WHAT IS REQUIRED
What lines below include the word "defaults"? Copy each one.

DATA SHOWN
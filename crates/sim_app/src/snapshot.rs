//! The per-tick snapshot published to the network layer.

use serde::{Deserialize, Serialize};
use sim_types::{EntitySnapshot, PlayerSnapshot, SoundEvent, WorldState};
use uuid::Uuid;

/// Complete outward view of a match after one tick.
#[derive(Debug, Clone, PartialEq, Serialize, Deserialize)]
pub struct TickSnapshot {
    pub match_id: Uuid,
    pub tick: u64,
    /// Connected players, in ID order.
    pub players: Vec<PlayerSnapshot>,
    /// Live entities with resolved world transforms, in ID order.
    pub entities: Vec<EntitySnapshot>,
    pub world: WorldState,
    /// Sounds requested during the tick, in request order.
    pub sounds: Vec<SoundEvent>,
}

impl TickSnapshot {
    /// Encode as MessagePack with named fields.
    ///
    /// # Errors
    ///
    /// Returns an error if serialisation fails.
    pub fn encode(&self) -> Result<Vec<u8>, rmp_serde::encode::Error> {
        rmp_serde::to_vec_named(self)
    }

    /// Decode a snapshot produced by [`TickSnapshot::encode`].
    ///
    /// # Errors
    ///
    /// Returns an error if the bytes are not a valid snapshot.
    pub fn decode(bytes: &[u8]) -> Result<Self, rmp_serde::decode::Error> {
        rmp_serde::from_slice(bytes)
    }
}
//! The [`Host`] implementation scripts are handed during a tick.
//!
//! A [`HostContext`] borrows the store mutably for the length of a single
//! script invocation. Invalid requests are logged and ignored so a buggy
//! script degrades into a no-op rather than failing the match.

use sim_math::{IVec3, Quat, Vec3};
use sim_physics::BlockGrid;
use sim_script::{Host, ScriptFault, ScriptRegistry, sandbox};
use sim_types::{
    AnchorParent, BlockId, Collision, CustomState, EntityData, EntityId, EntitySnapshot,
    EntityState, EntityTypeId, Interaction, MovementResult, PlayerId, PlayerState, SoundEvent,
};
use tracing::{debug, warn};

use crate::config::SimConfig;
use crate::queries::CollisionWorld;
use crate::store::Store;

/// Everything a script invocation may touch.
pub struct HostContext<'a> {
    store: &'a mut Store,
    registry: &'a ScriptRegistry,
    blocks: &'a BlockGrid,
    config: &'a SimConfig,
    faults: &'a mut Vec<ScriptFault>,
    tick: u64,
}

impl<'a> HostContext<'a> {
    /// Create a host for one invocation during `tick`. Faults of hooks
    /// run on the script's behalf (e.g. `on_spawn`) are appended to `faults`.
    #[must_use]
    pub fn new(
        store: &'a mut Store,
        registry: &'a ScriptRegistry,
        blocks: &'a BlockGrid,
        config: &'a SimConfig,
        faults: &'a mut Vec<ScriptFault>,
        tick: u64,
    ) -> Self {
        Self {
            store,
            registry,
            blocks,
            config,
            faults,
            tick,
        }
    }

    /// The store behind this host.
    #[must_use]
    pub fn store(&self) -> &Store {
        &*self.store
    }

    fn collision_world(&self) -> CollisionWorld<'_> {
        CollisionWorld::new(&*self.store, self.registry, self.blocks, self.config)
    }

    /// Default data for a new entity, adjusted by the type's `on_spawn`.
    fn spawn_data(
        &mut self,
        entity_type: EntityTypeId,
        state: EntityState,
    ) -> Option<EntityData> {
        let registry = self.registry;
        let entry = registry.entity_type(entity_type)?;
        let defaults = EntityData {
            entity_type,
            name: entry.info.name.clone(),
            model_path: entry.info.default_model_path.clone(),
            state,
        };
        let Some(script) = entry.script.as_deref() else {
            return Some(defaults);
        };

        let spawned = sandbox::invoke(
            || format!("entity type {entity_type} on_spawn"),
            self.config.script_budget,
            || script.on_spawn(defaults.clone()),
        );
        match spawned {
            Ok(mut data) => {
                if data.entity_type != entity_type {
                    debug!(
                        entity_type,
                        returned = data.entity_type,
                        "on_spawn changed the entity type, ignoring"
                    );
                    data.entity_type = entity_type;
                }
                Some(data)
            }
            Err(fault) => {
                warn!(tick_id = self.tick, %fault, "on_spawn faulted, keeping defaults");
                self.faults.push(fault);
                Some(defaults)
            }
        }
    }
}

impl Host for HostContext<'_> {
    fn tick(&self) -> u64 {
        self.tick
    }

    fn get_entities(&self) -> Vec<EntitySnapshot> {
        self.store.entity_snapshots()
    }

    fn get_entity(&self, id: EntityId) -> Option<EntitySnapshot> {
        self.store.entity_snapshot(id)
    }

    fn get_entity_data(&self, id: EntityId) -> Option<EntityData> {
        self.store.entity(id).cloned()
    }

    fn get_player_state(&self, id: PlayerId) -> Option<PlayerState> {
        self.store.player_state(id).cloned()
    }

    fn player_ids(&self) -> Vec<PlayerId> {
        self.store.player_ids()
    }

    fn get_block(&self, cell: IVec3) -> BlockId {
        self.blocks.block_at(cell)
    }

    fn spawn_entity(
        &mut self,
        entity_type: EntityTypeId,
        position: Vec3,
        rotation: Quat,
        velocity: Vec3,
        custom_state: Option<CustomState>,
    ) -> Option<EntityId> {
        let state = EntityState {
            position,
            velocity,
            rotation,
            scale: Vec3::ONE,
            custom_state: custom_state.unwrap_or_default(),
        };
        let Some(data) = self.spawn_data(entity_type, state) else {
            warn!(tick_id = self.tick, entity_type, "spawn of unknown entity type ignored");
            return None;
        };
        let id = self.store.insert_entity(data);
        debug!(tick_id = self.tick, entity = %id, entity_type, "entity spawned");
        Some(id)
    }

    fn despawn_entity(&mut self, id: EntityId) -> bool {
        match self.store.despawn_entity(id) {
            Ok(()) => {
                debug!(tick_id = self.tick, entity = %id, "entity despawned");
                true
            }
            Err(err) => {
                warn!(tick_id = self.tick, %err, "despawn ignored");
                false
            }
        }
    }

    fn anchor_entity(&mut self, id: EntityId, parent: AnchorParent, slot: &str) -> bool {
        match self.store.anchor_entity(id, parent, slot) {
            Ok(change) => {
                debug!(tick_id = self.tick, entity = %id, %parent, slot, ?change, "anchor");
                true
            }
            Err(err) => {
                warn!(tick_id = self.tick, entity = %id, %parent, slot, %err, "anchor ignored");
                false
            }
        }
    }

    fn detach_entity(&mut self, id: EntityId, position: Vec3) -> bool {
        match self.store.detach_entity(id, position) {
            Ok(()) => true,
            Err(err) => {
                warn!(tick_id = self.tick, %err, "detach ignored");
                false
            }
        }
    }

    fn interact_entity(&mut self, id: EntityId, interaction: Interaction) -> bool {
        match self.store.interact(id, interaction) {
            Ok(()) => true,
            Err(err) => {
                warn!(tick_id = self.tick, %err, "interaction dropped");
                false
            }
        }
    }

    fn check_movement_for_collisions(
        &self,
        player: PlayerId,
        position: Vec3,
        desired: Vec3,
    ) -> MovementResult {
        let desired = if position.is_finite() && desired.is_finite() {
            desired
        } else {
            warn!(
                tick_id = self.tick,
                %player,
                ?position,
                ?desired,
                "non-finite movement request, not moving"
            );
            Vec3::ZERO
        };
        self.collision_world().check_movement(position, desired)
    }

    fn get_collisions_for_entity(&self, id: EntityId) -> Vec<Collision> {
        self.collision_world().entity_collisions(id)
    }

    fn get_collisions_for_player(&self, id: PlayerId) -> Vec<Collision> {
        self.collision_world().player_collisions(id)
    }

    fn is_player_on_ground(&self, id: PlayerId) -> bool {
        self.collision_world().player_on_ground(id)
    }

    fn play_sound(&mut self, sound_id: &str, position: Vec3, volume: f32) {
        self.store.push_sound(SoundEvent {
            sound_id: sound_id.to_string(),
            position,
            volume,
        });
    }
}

ANSWER TO THIS TASK
        let defaults = EntityData {
            return Some(defaults);
            || script.on_spawn(defaults.clone()),
                warn!(tick_id = self.tick, %fault, "on_spawn faulted, keeping defaults");
                Some(defaults)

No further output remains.